頻度 あまりみない
治療のポイント
・深頸部膿瘍は,重症化すると致命的となる疾患である.疑う症状や所見がある場合には,躊躇せず画像検査を行う.
・炎症の進行に伴い,気道狭窄や敗血症など重篤な状態を引き起こす.早めの対応が必要となる.
・深頸部膿瘍と診断された場合には,抗菌薬投与に加え,頸部切開による排膿を行う.
◆病態と診断
A病態
・深頸部膿瘍は,扁桃炎,扁桃周囲膿瘍,咽喉頭炎,唾液腺炎,齲歯,リンパ節炎などの感染巣や,食道・気管・咽頭の損傷などにより,細菌が頸部間隙内に侵入し,化膿性炎症が組織間隙で広がり,膿瘍を形成したものである.
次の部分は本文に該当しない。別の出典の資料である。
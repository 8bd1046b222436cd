pub mod domain;
pub mod ports;

pub use domain::{
    Answer, AnswerPager, CandidateFile, CandidateVerdict, ChatReply, Credential, DocumentRecord,
    HistoryEntry, QuestionRequest, RejectReason, UploadCandidate, MAX_UPLOAD_BYTES,
};
pub use ports::{
    AuthService, ChatService, DocumentService, DurableStorage, OptionsService, PortError,
    PortResult, ProgressReporter,
};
・Streptococcus属,嫌気性菌であるPrevotella属,Peptostreptococcus属,Bacteroides属などが主な原因菌であり,好気性菌と嫌気性菌の混合感染であることが多い.
B診断
・臨床所見:発熱,頸部腫脹,疼痛などの症状に加え,炎症の進展による気道狭窄から生じる喘鳴や呼吸困難,そして開口制限といった重篤な症状を確認する必要がある.さらに治療が遅れ病状が進行すると,敗血症,DIC,多臓器不全などに発展する場合がある.バイタルサインの確認は必須である.重篤化する原因となる糖尿病や免疫不全に関連する基礎疾患の有無を聴取する.
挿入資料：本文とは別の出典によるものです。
//! services/client/src/adapters/documents_http.rs
//!
//! This module contains the adapter for the backend's document endpoints.
//! It implements the `DocumentService` port from the `core` crate, streaming
//! uploads from disk so that transfer progress can be reported as the body
//! is consumed.

use async_stream::stream;
use async_trait::async_trait;
use bytes::Bytes;
use futures::{Stream, StreamExt};
use hermes_core::domain::{CandidateFile, Credential, DocumentRecord};
use hermes_core::ports::{DocumentService, PortError, PortResult, ProgressReporter};
use reqwest::multipart::{Form, Part};
use reqwest::Body;
use serde::Deserialize;
use std::pin::Pin;
use tokio_util::io::ReaderStream;
use tracing::{debug, info};

use super::http::BackendClient;

//=========================================================================================
// The Main Adapter Struct
//=========================================================================================

/// An adapter that implements `DocumentService` over the REST document endpoints.
#[derive(Clone)]
pub struct HttpDocumentAdapter {
    backend: BackendClient,
}

impl HttpDocumentAdapter {
    /// Creates a new `HttpDocumentAdapter`.
    pub fn new(backend: BackendClient) -> Self {
        Self { backend }
    }
}

//=========================================================================================
// Wire Records
//=========================================================================================

#[derive(Deserialize)]
struct StoredDocumentRecord {
    file_id: String,
    filename: String,
}

impl StoredDocumentRecord {
    fn to_domain(self) -> DocumentRecord {
        DocumentRecord {
            id: self.file_id,
            display_name: self.filename,
        }
    }
}

type ChunkStream = Pin<Box<dyn Stream<Item = Result<Bytes, std::io::Error>> + Send>>;

/// Wraps a file's byte stream so every chunk handed to the transport is counted.
fn counting_stream(
    chunks: ReaderStream<tokio::fs::File>,
    total: u64,
    progress: ProgressReporter,
) -> ChunkStream {
    Box::pin(stream! {
        let mut sent = 0u64;
        progress(sent, total);
        let mut chunks = chunks;
        while let Some(chunk) = chunks.next().await {
            if let Ok(bytes) = &chunk {
                sent += bytes.len() as u64;
                progress(sent, total);
            }
            yield chunk;
        }
    })
}

//=========================================================================================
// `DocumentService` Trait Implementation
//=========================================================================================

#[async_trait]
impl DocumentService for HttpDocumentAdapter {
    async fn list_documents(&self, credential: &Credential) -> PortResult<Vec<DocumentRecord>> {
        let request = BackendClient::authorized(self.backend.get("user-pdfs")?, credential);
        let response = BackendClient::send(request).await?;
        let records: Vec<StoredDocumentRecord> = BackendClient::read_json(response).await?;
        Ok(records.into_iter().map(StoredDocumentRecord::to_domain).collect())
    }

    async fn upload_document(
        &self,
        credential: &Credential,
        file: &CandidateFile,
        progress: ProgressReporter,
    ) -> PortResult<DocumentRecord> {
        let handle = tokio::fs::File::open(&file.path).await.map_err(|e| {
            PortError::Unexpected(format!("cannot open {}: {}", file.path.display(), e))
        })?;
        let total = handle
            .metadata()
            .await
            .map_err(|e| PortError::Unexpected(format!("cannot stat {}: {}", file.path.display(), e)))?
            .len();
        debug!("Streaming {} bytes for upload of '{}'", total, file.name);

        let body = Body::wrap_stream(counting_stream(ReaderStream::new(handle), total, progress));
        let part = Part::stream_with_length(body, total)
            .file_name(file.name.clone())
            .mime_str("application/pdf")
            .map_err(|e| PortError::Unexpected(e.to_string()))?;
        let form = Form::new().part("file", part);

        let request =
            BackendClient::authorized(self.backend.post("upload-pdf")?, credential).multipart(form);
        let response = BackendClient::send(request).await?;
        let record: StoredDocumentRecord = BackendClient::read_json(response).await?;

        info!("Upload of '{}' registered as {}", record.filename, record.file_id);
        Ok(record.to_domain())
    }

    async fn delete_document(&self, credential: &Credential, document_id: &str) -> PortResult<()> {
        let request = BackendClient::authorized(self.backend.delete("delete-pdf")?, credential)
            .query(&[("file_id", document_id)]);
        let response = BackendClient::send(request).await?;
        BackendClient::read_ok(response).await
    }
}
・内視鏡検査:気道狭窄の把握のため,咽喉頭の観察を行う.口腔内も含め,先行感染が疑われる炎症所見がないか確認する.
・血液検査:炎症の程度の評価のため白血球数,白血球分画,CRP,プロカルシトニン,凝固線溶系を調べる.
・造影CT:膿瘍の進展範囲,縦隔への進展,気道閉塞の程度を確認する.膿瘍腔は低吸収域で,周囲に造影効果を認める.降下性縦隔炎への進展の有無について確認が必要である.前額断CTを併用すると膿瘍の進展経路の把握に役立つ.